Washington's Inslee puts climate change at center of presidential bid
SEATTLE/WASHINGTON (Reuters) - Washington Governor Jay Inslee launched a longshot bid for the U.S. presidency on Friday with a vow to fight climate change and promote policies to make the country more prosperous and inclusive.
Speaking in Seattle in the chilly garage of a solar energy company, Inslee became the first governor to join the crowded field of Democrats vying for the party’s White House nomination in 2020, a race expected to be volatile and hard-fought as the winner faces off against Trump.
“I am running for president because, unlike the man who is in the White House, I believe in all the people who make up America,” Inslee, who regularly swipes at Trump on Twitter, said to cheers.
The governor and former congressman has made fighting climate change the centerpiece of his campaign, saying in an interview with Reuters on Friday that the effort will help improve America’s economy and health while also preserving the planet.
“You can’t have a healthy economy if your towns are burning down,” said Inslee, who recently visited the devastation left by climate-fueled wildfires in California. “You can’t have national security without solving this problem.”
At a rooftop restaurant above a bustling new Seattle technology and business corridor, Inslee, 68, said his commitments to the environment and social inclusion had made Washington prosperous - and would do the same at the national level.
If elected, he said, he would support policies similar to those he pushed in Washington state - aiming toward an energy grid free of fossil fuels, construction of energy-efficient buildings, and incentives for individuals as well as large organizations to buy electric vehicles.
Inslee enters the race as the only governor in a field of senators, a background that he says has forced him to learn to work on both sides of the aisle.
On some issues, he brings a moderate approach, and he is viewed as mostly business-friendly. While he believes all Americans should have access to good healthcare, he has not endorsed or rejected government-funded insurance, known as Medicare-for-all. In the interview, Inslee said he was still studying the best ways to provide healthcare, including expanding Medicare to allow younger people to buy in, but had not yet settled on a single approach.

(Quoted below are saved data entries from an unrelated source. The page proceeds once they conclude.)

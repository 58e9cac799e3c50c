//! Keeps the backend copy of the zone list in step with the editor.
//!
//! [`ZoneSync`] decides *when* to save and *what* counts as saved. It does no
//! I/O: it hands out [`SaveRequest`]s and is told how they went via
//! [`ZoneSync::complete`].
//!
//! Every request carries a sequence number. A response is only allowed to move
//! the "last persisted" snapshot forward if no newer response has been applied
//! yet, so an old save that finishes late never overwrites newer bookkeeping.

mod auto_save;

use std::collections::BTreeMap;
use std::time::Duration;

use web_time::Instant;

use crate::config::EditorConfig;
use crate::error::StoreError;
use crate::model::Zone;

pub use auto_save::AutoSaveTimer;

/// Why a save was issued.
#[derive(Debug, Clone, Copy, PartialEq, Eq)]
pub enum SaveOrigin {
    /// Debounced background save
    Auto,
    /// Explicit user request
    Manual,
}

impl SaveOrigin {
    pub fn name(&self) -> &'static str {
        match self {
            SaveOrigin::Auto => "auto",
            SaveOrigin::Manual => "manual",
        }
    }
}

/// A save the host should send to the backend.
#[derive(Debug, Clone, PartialEq)]
pub struct SaveRequest {
    pub seq: u64,
    pub origin: SaveOrigin,
    pub zones: Vec<Zone>,
}

/// What a finished save meant for the persisted snapshot.
#[derive(Debug, Clone, PartialEq)]
pub enum SaveOutcome {
    /// The snapshot now matches what this request sent
    Applied { origin: SaveOrigin },
    /// A newer save already landed; this response was ignored
    Stale { origin: SaveOrigin },
    /// The save failed; the snapshot is unchanged
    Failed { origin: SaveOrigin, message: String },
    /// No such request is in flight (already completed, or after teardown)
    Unknown,
}

#[derive(Debug)]
struct InFlight {
    origin: SaveOrigin,
    zones: Vec<Zone>,
}

/// Persistence bookkeeping for one editing session.
#[derive(Debug)]
pub struct ZoneSync {
    timer: AutoSaveTimer,
    /// Last list known to be stored in the backend; `None` until loaded
    persisted: Option<Vec<Zone>>,
    next_seq: u64,
    /// Highest sequence number whose success has been applied
    applied_seq: u64,
    in_flight: BTreeMap<u64, InFlight>,
    torn_down: bool,
}

impl ZoneSync {
    pub fn new(autosave_delay: Duration) -> Self {
        Self {
            timer: AutoSaveTimer::new().with_debounce_delay(autosave_delay),
            persisted: None,
            next_seq: 1,
            applied_seq: 0,
            in_flight: BTreeMap::new(),
            torn_down: false,
        }
    }

    pub fn from_config(config: &EditorConfig) -> Self {
        Self::new(config.autosave_delay())
    }

    /// Whether the initial load has completed.
    pub fn is_loaded(&self) -> bool {
        self.persisted.is_some()
    }

    pub fn persisted(&self) -> Option<&[Zone]> {
        self.persisted.as_deref()
    }

    /// Whether `zones` differs from the last persisted list.
    pub fn is_dirty(&self, zones: &[Zone]) -> bool {
        self.persisted.as_deref().is_some_and(|p| p != zones)
    }

    /// Whether a background save is counting down.
    pub fn is_save_scheduled(&self) -> bool {
        self.timer.is_pending()
    }

    /// Time until the scheduled background save, if one is counting down.
    pub fn time_until_save(&self, now: Instant) -> Option<Duration> {
        self.timer.remaining(now)
    }

    pub fn in_flight_count(&self) -> usize {
        self.in_flight.len()
    }

    /// Record the list loaded from the backend as the persisted baseline.
    pub fn on_loaded(&mut self, zones: &[Zone]) {
        log::debug!("Persisted baseline set to {} zones", zones.len());
        self.persisted = Some(zones.to_vec());
        self.timer.cancel();
    }

    /// Notify that the editor's zone list changed.
    ///
    /// Changes before the initial load are ignored. A list equal to the
    /// persisted one cancels any pending countdown.
    pub fn zones_changed(&mut self, zones: &[Zone], now: Instant) {
        if self.torn_down {
            return;
        }
        match self.persisted.as_deref() {
            None => log::trace!("Zone change before initial load, not scheduling save"),
            Some(persisted) if persisted == zones => {
                log::trace!("Zones match persisted copy");
                self.timer.cancel();
            }
            Some(_) => self.timer.restart(now),
        }
    }

    /// Return a background save if the quiet period has elapsed.
    pub fn poll_due(&mut self, zones: &[Zone], now: Instant) -> Option<SaveRequest> {
        if self.torn_down || !self.timer.take_due(now) {
            return None;
        }
        if !self.is_dirty(zones) {
            log::debug!("Auto-save skipped, zones unchanged");
            return None;
        }
        Some(self.issue(SaveOrigin::Auto, zones))
    }

    /// Save immediately, bypassing the debounce.
    pub fn save_now(&mut self, zones: &[Zone]) -> SaveRequest {
        self.timer.cancel();
        self.issue(SaveOrigin::Manual, zones)
    }

    fn issue(&mut self, origin: SaveOrigin, zones: &[Zone]) -> SaveRequest {
        let seq = self.next_seq;
        self.next_seq += 1;
        self.in_flight.insert(
            seq,
            InFlight {
                origin,
                zones: zones.to_vec(),
            },
        );
        log::info!("Saving {} zones ({} save #{})", zones.len(), origin.name(), seq);
        SaveRequest {
            seq,
            origin,
            zones: zones.to_vec(),
        }
    }

    /// Apply the backend's answer to request `seq`.
    ///
    /// `result` carries the list the backend echoed back on success.
    pub fn complete(&mut self, seq: u64, result: Result<Vec<Zone>, StoreError>) -> SaveOutcome {
        if self.torn_down {
            log::debug!("Ignoring save #{} response after teardown", seq);
            return SaveOutcome::Unknown;
        }
        let Some(request) = self.in_flight.remove(&seq) else {
            log::warn!("Response for unknown save #{}", seq);
            return SaveOutcome::Unknown;
        };
        let origin = request.origin;

        if seq <= self.applied_seq {
            log::debug!(
                "Ignoring stale save #{} response (already applied #{})",
                seq,
                self.applied_seq
            );
            return SaveOutcome::Stale { origin };
        }

        match result {
            Ok(echoed) => {
                if echoed != request.zones {
                    log::debug!(
                        "Backend echoed {} zones for save #{} (sent {})",
                        echoed.len(),
                        seq,
                        request.zones.len()
                    );
                }
                self.applied_seq = seq;
                self.persisted = Some(request.zones);
                log::info!("Save #{} stored", seq);
                SaveOutcome::Applied { origin }
            }
            Err(e) => {
                match origin {
                    SaveOrigin::Auto => log::warn!("Auto-save #{} failed: {}", seq, e),
                    SaveOrigin::Manual => log::error!("Save #{} failed: {}", seq, e),
                }
                SaveOutcome::Failed {
                    origin,
                    message: e.to_string(),
                }
            }
        }
    }

    /// Stop all timers; later responses are ignored.
    pub fn teardown(&mut self) {
        if self.torn_down {
            return;
        }
        self.timer.cancel();
        if !self.in_flight.is_empty() {
            log::debug!("Tearing down with {} saves in flight", self.in_flight.len());
        }
        self.in_flight.clear();
        self.torn_down = true;
    }
}

#[cfg(test)]
mod tests {
    use super::*;
    use crate::model::ZoneId;
    use roi_geom::ZoneCoords;

    const DELAY: Duration = Duration::from_secs(2);

    fn zone(id: &str, x: f64) -> Zone {
        Zone::new(ZoneId::from(id), id, ZoneCoords::new(x, 0.1, 0.2, 0.2))
    }

    fn loaded(zones: &[Zone]) -> ZoneSync {
        let mut sync = ZoneSync::new(DELAY);
        sync.on_loaded(zones);
        sync
    }

    #[test]
    fn test_changes_before_load_are_ignored() {
        let start = Instant::now();
        let mut sync = ZoneSync::new(DELAY);
        sync.zones_changed(&[zone("a", 0.1)], start);
        assert!(!sync.is_save_scheduled());
        assert!(sync.poll_due(&[zone("a", 0.1)], start + DELAY * 2).is_none());
    }

    #[test]
    fn test_debounced_save_after_quiet_period() {
        let start = Instant::now();
        let mut sync = loaded(&[]);
        let zones = vec![zone("a", 0.1)];

        sync.zones_changed(&zones, start);
        assert!(sync.poll_due(&zones, start + Duration::from_secs(1)).is_none());

        let request = sync.poll_due(&zones, start + DELAY).unwrap();
        assert_eq!(request.origin, SaveOrigin::Auto);
        assert_eq!(request.zones, zones);
        assert_eq!(sync.in_flight_count(), 1);
    }

    #[test]
    fn test_burst_of_changes_produces_one_save() {
        let start = Instant::now();
        let mut sync = loaded(&[]);

        for step in 0..10u32 {
            let zones = vec![zone("a", 0.01 * f64::from(step))];
            let now = start + Duration::from_millis(200) * step;
            sync.zones_changed(&zones, now);
            assert!(sync.poll_due(&zones, now).is_none());
        }

        let last = vec![zone("a", 0.09)];
        let done = start + Duration::from_millis(1800) + DELAY;
        assert!(sync.poll_due(&last, done).is_some());
        assert!(sync.poll_due(&last, done + DELAY).is_none());
    }

    #[test]
    fn test_change_back_to_persisted_cancels_countdown() {
        let start = Instant::now();
        let original = vec![zone("a", 0.1)];
        let mut sync = loaded(&original);

        sync.zones_changed(&[zone("a", 0.3)], start);
        assert!(sync.is_save_scheduled());
        sync.zones_changed(&original, start + Duration::from_millis(500));
        assert!(!sync.is_save_scheduled());
        assert!(sync.poll_due(&original, start + DELAY * 2).is_none());
    }

    #[test]
    fn test_success_updates_snapshot() {
        let mut sync = loaded(&[]);
        let zones = vec![zone("a", 0.1)];
        let request = sync.save_now(&zones);
        assert!(sync.is_dirty(&zones));

        let outcome = sync.complete(request.seq, Ok(zones.clone()));
        assert_eq!(
            outcome,
            SaveOutcome::Applied {
                origin: SaveOrigin::Manual
            }
        );
        assert!(!sync.is_dirty(&zones));
        assert_eq!(sync.persisted(), Some(zones.as_slice()));
    }

    #[test]
    fn test_failure_leaves_snapshot_untouched() {
        let original = vec![zone("a", 0.1)];
        let mut sync = loaded(&original);
        let changed = vec![zone("a", 0.5)];
        let request = sync.save_now(&changed);

        let outcome = sync.complete(request.seq, Err(StoreError::Transport("refused".into())));
        assert!(matches!(
            outcome,
            SaveOutcome::Failed {
                origin: SaveOrigin::Manual,
                ..
            }
        ));
        assert_eq!(sync.persisted(), Some(original.as_slice()));
        assert!(sync.is_dirty(&changed));
    }

    #[test]
    fn test_out_of_order_completion_is_ignored() {
        let mut sync = loaded(&[]);
        let older = vec![zone("a", 0.1)];
        let newer = vec![zone("a", 0.4)];

        let first = sync.save_now(&older);
        let second = sync.save_now(&newer);
        assert!(second.seq > first.seq);

        assert!(matches!(
            sync.complete(second.seq, Ok(newer.clone())),
            SaveOutcome::Applied { .. }
        ));
        assert!(matches!(
            sync.complete(first.seq, Ok(older)),
            SaveOutcome::Stale { .. }
        ));
        assert_eq!(sync.persisted(), Some(newer.as_slice()));
    }

    #[test]
    fn test_manual_save_cancels_countdown() {
        let start = Instant::now();
        let mut sync = loaded(&[]);
        let zones = vec![zone("a", 0.1)];
        sync.zones_changed(&zones, start);

        let request = sync.save_now(&zones);
        assert!(!sync.is_save_scheduled());
        sync.complete(request.seq, Ok(zones.clone()));
        assert!(sync.poll_due(&zones, start + DELAY * 3).is_none());
    }

    #[test]
    fn test_repeated_identical_saves_are_idempotent() {
        let mut sync = loaded(&[]);
        let zones = vec![zone("a", 0.1), zone("b", 0.5)];

        for _ in 0..2 {
            let request = sync.save_now(&zones);
            assert_eq!(request.zones, zones);
            sync.complete(request.seq, Ok(request.zones.clone()));
        }
        assert_eq!(sync.persisted(), Some(zones.as_slice()));
    }

    #[test]
    fn test_teardown_drops_timer_and_responses() {
        let start = Instant::now();
        let mut sync = loaded(&[]);
        let zones = vec![zone("a", 0.1)];
        sync.zones_changed(&zones, start);
        let request = sync.save_now(&zones);
        sync.zones_changed(&[zone("a", 0.2)], start);

        sync.teardown();
        assert!(!sync.is_save_scheduled());
        assert_eq!(sync.complete(request.seq, Ok(zones)), SaveOutcome::Unknown);
        assert!(sync.poll_due(&[], start + DELAY * 5).is_none());
    }

    #[test]
    fn test_unknown_sequence() {
        let mut sync = loaded(&[]);
        assert_eq!(sync.complete(42, Ok(Vec::new())), SaveOutcome::Unknown);
    }
}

Inslee said he would not take funds from fossil fuel companies on the campaign trail, or continue any subsidies to oil and gas industries if elected president.
He called for support for the so-called Green New Deal backed by progressive congressional Democrats, and said investing in renewable energy such as solar and wind power had boosted the economy of Washington and would create millions of jobs nationwide.
Inslee’s entrance into the race provoked a sharp response from Republicans. Michael Ahrens, spokesman for the Republican National Committee, said in an email to Reuters that Inslee had “zero” chance of winning the presidency.
“His campaign will only force Democrats into embracing more extreme policies, like a carbon tax, which would kill jobs, raise energy prices and disproportionately hurt working-class Americans,” Ahrens said.
Although less known than rivals including U.S. senators Bernie Sanders, Elizabeth Warren or Kamala Harris, Inslee has a strong following among environmentalists and will have financial support from a newly formed environmental political action committee.
He took a stab at his U.S. Senator opponents during Friday’s interview, saying that if elected he would support ending the filibuster, a senate practice that lets a minority keep legislation from coming to a vote.
“The Senate aspirants are too wedded to that practice,” Inslee said.
Climate change did not register as a top issue for the general electorate in the 2018 congressional elections, but Democratic voters tend to cite it more often as being important to them.
Inslee spent 15 years in Congress before being elected governor in 2012. He won re-election to a second four-year term in 2016.
Inslee has made tackling global warming and protecting the environment a fixture of his administration, signing legislation to reduce his state’s carbon emissions. On Friday, an Inslee-backed bill requiring the state to transition to 100 percent carbon-free electricity by 2045 passed the state senate.
He also cites other progressive bonafides, including a 2014 move to put a moratorium on capital punishment and full implementation of the Affordable Care Act and accompanying expansion of Medicaid health coverage for the poor. He supports a ban on assault weapons.
He has also served as chairman of the Democratic Governors Association, a role that helped expand donors’ awareness of him as he campaigned around the country on behalf of other candidates.